AIM OF THE TASK:
Print the listing again exactly, leaving nothing out.

● ● ● ●

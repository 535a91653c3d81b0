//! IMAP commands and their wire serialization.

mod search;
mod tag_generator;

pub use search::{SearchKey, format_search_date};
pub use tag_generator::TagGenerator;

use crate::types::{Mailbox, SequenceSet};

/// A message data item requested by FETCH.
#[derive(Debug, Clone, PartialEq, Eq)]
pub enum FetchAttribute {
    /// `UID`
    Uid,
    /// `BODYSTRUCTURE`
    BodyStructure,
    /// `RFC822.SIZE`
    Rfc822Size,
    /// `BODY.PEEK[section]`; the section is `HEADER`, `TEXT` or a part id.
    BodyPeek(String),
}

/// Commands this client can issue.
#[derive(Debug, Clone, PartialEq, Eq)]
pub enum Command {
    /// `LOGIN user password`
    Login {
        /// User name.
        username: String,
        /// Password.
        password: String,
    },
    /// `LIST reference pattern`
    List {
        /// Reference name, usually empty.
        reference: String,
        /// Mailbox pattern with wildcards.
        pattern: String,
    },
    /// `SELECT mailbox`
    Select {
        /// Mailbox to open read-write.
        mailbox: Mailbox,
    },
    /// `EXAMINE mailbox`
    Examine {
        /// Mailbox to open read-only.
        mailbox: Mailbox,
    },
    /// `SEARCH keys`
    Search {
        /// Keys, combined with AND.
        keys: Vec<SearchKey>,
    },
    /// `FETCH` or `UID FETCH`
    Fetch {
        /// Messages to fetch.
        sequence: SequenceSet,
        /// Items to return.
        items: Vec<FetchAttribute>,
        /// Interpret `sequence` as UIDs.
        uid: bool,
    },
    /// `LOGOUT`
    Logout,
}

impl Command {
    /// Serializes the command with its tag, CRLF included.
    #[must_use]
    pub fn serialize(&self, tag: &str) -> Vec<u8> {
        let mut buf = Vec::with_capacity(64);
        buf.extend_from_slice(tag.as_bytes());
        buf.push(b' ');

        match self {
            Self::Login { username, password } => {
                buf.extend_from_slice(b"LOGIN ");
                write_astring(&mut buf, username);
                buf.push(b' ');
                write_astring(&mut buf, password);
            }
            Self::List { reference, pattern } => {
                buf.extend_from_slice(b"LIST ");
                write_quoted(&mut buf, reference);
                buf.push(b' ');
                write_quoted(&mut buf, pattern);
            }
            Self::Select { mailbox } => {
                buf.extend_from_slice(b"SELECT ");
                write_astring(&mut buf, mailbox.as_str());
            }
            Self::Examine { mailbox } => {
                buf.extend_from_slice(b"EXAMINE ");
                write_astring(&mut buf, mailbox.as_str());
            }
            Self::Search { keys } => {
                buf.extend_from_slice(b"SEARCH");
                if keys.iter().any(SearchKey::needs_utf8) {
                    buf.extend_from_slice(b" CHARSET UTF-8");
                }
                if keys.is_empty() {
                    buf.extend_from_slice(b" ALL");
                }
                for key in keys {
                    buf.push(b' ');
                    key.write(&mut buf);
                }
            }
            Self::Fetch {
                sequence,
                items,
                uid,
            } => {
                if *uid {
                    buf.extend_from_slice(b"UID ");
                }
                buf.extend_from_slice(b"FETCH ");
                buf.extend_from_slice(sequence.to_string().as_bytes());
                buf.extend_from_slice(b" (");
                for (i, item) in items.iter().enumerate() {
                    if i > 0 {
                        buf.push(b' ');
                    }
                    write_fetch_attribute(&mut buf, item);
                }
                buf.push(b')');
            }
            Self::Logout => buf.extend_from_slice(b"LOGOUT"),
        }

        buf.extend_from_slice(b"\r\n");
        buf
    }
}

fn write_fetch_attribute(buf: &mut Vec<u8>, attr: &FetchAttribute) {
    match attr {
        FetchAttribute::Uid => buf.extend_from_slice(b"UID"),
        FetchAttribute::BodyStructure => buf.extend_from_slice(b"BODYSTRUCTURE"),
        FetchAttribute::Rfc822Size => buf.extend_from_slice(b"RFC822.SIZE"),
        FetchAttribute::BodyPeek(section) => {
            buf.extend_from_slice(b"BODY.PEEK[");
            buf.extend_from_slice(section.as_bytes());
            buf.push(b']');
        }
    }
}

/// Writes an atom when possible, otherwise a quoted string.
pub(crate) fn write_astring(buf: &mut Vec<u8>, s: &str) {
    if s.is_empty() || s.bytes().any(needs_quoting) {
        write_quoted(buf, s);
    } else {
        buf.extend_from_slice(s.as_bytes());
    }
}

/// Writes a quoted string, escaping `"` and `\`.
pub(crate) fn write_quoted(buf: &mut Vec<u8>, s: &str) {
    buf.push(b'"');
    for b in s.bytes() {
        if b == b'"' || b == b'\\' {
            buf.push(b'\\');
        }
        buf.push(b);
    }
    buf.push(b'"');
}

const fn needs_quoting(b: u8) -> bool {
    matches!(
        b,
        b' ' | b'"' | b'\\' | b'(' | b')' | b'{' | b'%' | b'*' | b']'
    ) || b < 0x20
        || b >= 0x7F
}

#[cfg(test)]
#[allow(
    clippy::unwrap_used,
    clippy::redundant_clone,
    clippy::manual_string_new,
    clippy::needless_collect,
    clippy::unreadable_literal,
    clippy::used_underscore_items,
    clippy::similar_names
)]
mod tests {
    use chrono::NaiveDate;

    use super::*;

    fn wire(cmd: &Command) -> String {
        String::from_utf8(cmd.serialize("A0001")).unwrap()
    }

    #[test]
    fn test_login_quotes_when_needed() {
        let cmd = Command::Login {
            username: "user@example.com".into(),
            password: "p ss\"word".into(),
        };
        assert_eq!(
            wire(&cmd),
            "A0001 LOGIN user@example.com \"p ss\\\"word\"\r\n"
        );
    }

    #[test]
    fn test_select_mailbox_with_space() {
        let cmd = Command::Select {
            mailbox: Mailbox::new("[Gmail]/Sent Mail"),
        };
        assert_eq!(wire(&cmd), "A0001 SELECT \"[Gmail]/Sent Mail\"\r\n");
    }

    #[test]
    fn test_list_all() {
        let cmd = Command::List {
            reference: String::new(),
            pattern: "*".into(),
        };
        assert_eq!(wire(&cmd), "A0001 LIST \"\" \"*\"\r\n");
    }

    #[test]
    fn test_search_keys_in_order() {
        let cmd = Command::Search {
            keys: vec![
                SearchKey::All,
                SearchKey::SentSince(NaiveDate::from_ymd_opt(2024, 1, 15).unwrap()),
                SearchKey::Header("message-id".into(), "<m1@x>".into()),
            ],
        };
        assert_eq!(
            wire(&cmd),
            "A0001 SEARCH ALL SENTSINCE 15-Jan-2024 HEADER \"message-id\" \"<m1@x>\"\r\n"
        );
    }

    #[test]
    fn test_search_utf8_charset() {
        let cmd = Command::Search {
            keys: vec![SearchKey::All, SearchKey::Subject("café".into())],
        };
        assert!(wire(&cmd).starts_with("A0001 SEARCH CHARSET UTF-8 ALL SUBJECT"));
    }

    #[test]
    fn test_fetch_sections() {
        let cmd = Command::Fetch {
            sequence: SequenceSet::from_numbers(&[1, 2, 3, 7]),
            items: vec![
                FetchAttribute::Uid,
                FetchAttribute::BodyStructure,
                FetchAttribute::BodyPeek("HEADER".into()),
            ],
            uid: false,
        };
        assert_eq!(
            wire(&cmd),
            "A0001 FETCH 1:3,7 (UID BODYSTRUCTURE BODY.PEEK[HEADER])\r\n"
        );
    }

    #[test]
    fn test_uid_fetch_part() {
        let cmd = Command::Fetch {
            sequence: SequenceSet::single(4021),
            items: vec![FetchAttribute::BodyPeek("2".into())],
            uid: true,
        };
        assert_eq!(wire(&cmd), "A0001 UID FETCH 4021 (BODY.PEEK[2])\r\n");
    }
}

● ● ● ●

OUTPUT FOR THIS TASK:
repository 535a91653c3d81b0
//! IMAP commands and their wire serialization.

mod search;
mod tag_generator;

pub use search::{SearchKey, format_search_date};
pub use tag_generator::TagGenerator;

use crate::types::{Mailbox, SequenceSet};

/// A message data item requested by FETCH.
#[derive(Debug, Clone, PartialEq, Eq)]
pub enum FetchAttribute {
    /// `UID`
    Uid,
    /// `BODYSTRUCTURE`
    BodyStructure,
    /// `RFC822.SIZE`
    Rfc822Size,
    /// `BODY.PEEK[section]`; the section is `HEADER`, `TEXT` or a part id.
    BodyPeek(String),
}

/// Commands this client can issue.
#[derive(Debug, Clone, PartialEq, Eq)]
pub enum Command {
    /// `LOGIN user password`
    Login {
        /// User name.
        username: String,
        /// Password.
        password: String,
    },
    /// `LIST reference pattern`
    List {
        /// Reference name, usually empty.
        reference: String,
        /// Mailbox pattern with wildcards.
        pattern: String,
    },
    /// `SELECT mailbox`
    Select {
        /// Mailbox to open read-write.
        mailbox: Mailbox,
    },
    /// `EXAMINE mailbox`
    Examine {
        /// Mailbox to open read-only.
        mailbox: Mailbox,
    },
    /// `SEARCH keys`
    Search {
        /// Keys, combined with AND.
        keys: Vec<SearchKey>,
    },
    /// `FETCH` or `UID FETCH`
    Fetch {
        /// Messages to fetch.
        sequence: SequenceSet,
        /// Items to return.
        items: Vec<FetchAttribute>,
        /// Interpret `sequence` as UIDs.
        uid: bool,
    },
    /// `LOGOUT`
    Logout,
}

impl Command {
    /// Serializes the command with its tag, CRLF included.
    #[must_use]
    pub fn serialize(&self, tag: &str) -> Vec<u8> {
        let mut buf = Vec::with_capacity(64);
        buf.extend_from_slice(tag.as_bytes());
        buf.push(b' ');

        match self {
            Self::Login { username, password } => {
                buf.extend_from_slice(b"LOGIN ");
                write_astring(&mut buf, username);
                buf.push(b' ');
                write_astring(&mut buf, password);
            }
            Self::List { reference, pattern } => {
                buf.extend_from_slice(b"LIST ");
                write_quoted(&mut buf, reference);
                buf.push(b' ');
                write_quoted(&mut buf, pattern);
            }
            Self::Select { mailbox } => {
                buf.extend_from_slice(b"SELECT ");
                write_astring(&mut buf, mailbox.as_str());
            }
            Self::Examine { mailbox } => {
                buf.extend_from_slice(b"EXAMINE ");
                write_astring(&mut buf, mailbox.as_str());
            }
            Self::Search { keys } => {
                buf.extend_from_slice(b"SEARCH");
                if keys.iter().any(SearchKey::needs_utf8) {
                    buf.extend_from_slice(b" CHARSET UTF-8");
                }
                if keys.is_empty() {
                    buf.extend_from_slice(b" ALL");
                }
                for key in keys {
                    buf.push(b' ');
                    key.write(&mut buf);
                }
            }
            Self::Fetch {
                sequence,
                items,
                uid,
            } => {
                if *uid {
                    buf.extend_from_slice(b"UID ");
                }
                buf.extend_from_slice(b"FETCH ");
                buf.extend_from_slice(sequence.to_string().as_bytes());
                buf.extend_from_slice(b" (");
                for (i, item) in items.iter().enumerate() {
                    if i > 0 {
                        buf.push(b' ');
                    }
                    write_fetch_attribute(&mut buf, item);
                }
                buf.push(b')');
            }
            Self::Logout => buf.extend_from_slice(b"LOGOUT"),
        }

        buf.extend_from_slice(b"\r\n");
        buf
    }
}

fn write_fetch_attribute(buf: &mut Vec<u8>, attr: &FetchAttribute) {
    match attr {
        FetchAttribute::Uid => buf.extend_from_slice(b"UID"),
        FetchAttribute::BodyStructure => buf.extend_from_slice(b"BODYSTRUCTURE"),
        FetchAttribute::Rfc822Size => buf.extend_from_slice(b"RFC822.SIZE"),
        FetchAttribute::BodyPeek(section) => {
            buf.extend_from_slice(b"BODY.PEEK[");
            buf.extend_from_slice(section.as_bytes());
            buf.push(b']');
        }
    }
}

/// Writes an atom when possible, otherwise a quoted string.
pub(crate) fn write_astring(buf: &mut Vec<u8>, s: &str) {
    if s.is_empty() || s.bytes().any(needs_quoting) {
        write_quoted(buf, s);
    } else {
        buf.extend_from_slice(s.as_bytes());
    }
}

/// Writes a quoted string, escaping `"` and `\`.
pub(crate) fn write_quoted(buf: &mut Vec<u8>, s: &str) {
    buf.push(b'"');
    for b in s.bytes() {
        if b == b'"' || b == b'\\' {
            buf.push(b'\\');
        }
        buf.push(b);
    }
    buf.push(b'"');
}

const fn needs_quoting(b: u8) -> bool {
    matches!(
        b,
        b' ' | b'"' | b'\\' | b'(' | b')' | b'{' | b'%' | b'*' | b']'
    ) || b < 0x20
        || b >= 0x7F
}

#[cfg(test)]
#[allow(
    clippy::unwrap_used,
    clippy::redundant_clone,
    clippy::manual_string_new,
    clippy::needless_collect,
    clippy::unreadable_literal,
    clippy::used_underscore_items,
    clippy::similar_names
)]
mod tests {
    use chrono::NaiveDate;

    use super::*;

    fn wire(cmd: &Command) -> String {
        String::from_utf8(cmd.serialize("A0001")).unwrap()
    }

    #[test]
    fn test_login_quotes_when_needed() {
        let cmd = Command::Login {
            username: "user@example.com".into(),
            password: "p ss\"word".into(),
        };
        assert_eq!(
            wire(&cmd),
            "A0001 LOGIN user@example.com \"p ss\\\"word\"\r\n"
        );
    }

    #[test]
    fn test_select_mailbox_with_space() {
        let cmd = Command::Select {
            mailbox: Mailbox::new("[Gmail]/Sent Mail"),
        };
        assert_eq!(wire(&cmd), "A0001 SELECT \"[Gmail]/Sent Mail\"\r\n");
    }

    #[test]
    fn test_list_all() {
        let cmd = Command::List {
            reference: String::new(),
            pattern: "*".into(),
        };
        assert_eq!(wire(&cmd), "A0001 LIST \"\" \"*\"\r\n");
    }

    #[test]
    fn test_search_keys_in_order() {
        let cmd = Command::Search {
            keys: vec![
                SearchKey::All,
                SearchKey::SentSince(NaiveDate::from_ymd_opt(2024, 1, 15).unwrap()),
                SearchKey::Header("message-id".into(), "<m1@x>".into()),
            ],
        };
        assert_eq!(
            wire(&cmd),
            "A0001 SEARCH ALL SENTSINCE 15-Jan-2024 HEADER \"message-id\" \"<m1@x>\"\r\n"
        );
    }

    #[test]
    fn test_search_utf8_charset() {
        let cmd = Command::Search {
            keys: vec![SearchKey::All, SearchKey::Subject("café".into())],
        };
        assert!(wire(&cmd).starts_with("A0001 SEARCH CHARSET UTF-8 ALL SUBJECT"));
    }

    #[test]
    fn test_fetch_sections() {
        let cmd = Command::Fetch {
            sequence: SequenceSet::from_numbers(&[1, 2, 3, 7]),
            items: vec![
                FetchAttribute::Uid,
                FetchAttribute::BodyStructure,
                FetchAttribute::BodyPeek("HEADER".into()),
            ],
            uid: false,
        };
        assert_eq!(
            wire(&cmd),
            "A0001 FETCH 1:3,7 (UID BODYSTRUCTURE BODY.PEEK[HEADER])\r\n"
        );
    }

    #[test]
    fn test_uid_fetch_part() {
        let cmd = Command::Fetch {
            sequence: SequenceSet::single(4021),
            items: vec![FetchAttribute::BodyPeek("2".into())],
            uid: true,
        };
        assert_eq!(wire(&cmd), "A0001 UID FETCH 4021 (BODY.PEEK[2])\r\n");
    }
}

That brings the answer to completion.